**REQUIRED WORK**
Scan the listing below for the word "WorkerConfig", then copy each line that has it.

**INPUT DATA**
◇ ◇ ◇ ◇ ◇

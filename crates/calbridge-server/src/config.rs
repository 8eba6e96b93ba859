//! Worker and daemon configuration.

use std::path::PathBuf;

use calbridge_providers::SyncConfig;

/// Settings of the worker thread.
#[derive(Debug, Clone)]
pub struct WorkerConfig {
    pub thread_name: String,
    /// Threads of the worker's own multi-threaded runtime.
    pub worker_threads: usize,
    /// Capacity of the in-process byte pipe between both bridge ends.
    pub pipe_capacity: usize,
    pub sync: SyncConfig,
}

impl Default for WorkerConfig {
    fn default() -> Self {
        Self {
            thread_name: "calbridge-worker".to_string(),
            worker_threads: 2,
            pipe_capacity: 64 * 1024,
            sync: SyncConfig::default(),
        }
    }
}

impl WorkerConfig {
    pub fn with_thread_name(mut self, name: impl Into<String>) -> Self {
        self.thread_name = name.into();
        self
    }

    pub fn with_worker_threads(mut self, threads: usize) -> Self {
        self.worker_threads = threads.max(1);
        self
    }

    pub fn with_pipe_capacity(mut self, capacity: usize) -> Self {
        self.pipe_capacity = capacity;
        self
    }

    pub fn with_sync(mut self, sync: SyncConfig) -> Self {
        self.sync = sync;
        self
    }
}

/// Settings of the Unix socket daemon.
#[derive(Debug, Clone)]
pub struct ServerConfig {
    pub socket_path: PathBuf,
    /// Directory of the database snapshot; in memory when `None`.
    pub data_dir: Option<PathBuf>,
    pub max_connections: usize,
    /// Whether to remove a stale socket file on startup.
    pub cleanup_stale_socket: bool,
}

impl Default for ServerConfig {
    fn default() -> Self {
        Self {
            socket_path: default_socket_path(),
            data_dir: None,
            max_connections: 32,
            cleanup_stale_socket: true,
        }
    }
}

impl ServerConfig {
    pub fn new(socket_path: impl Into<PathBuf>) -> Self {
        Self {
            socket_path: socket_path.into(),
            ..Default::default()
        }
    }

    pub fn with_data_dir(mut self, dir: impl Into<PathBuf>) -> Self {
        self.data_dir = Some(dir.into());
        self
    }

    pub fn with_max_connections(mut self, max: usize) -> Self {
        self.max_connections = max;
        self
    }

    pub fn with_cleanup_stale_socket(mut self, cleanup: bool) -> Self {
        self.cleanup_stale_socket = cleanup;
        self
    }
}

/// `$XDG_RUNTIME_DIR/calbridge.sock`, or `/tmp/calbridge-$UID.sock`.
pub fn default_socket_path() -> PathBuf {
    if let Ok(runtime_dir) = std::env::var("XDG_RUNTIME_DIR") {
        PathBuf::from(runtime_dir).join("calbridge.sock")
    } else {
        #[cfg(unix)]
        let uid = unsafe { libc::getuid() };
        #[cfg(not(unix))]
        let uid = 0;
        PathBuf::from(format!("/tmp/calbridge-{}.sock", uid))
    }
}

◇ ◇ ◇ ◇ ◇

**ANSWER SECTION**
pub struct WorkerConfig {
impl Default for WorkerConfig {
impl WorkerConfig {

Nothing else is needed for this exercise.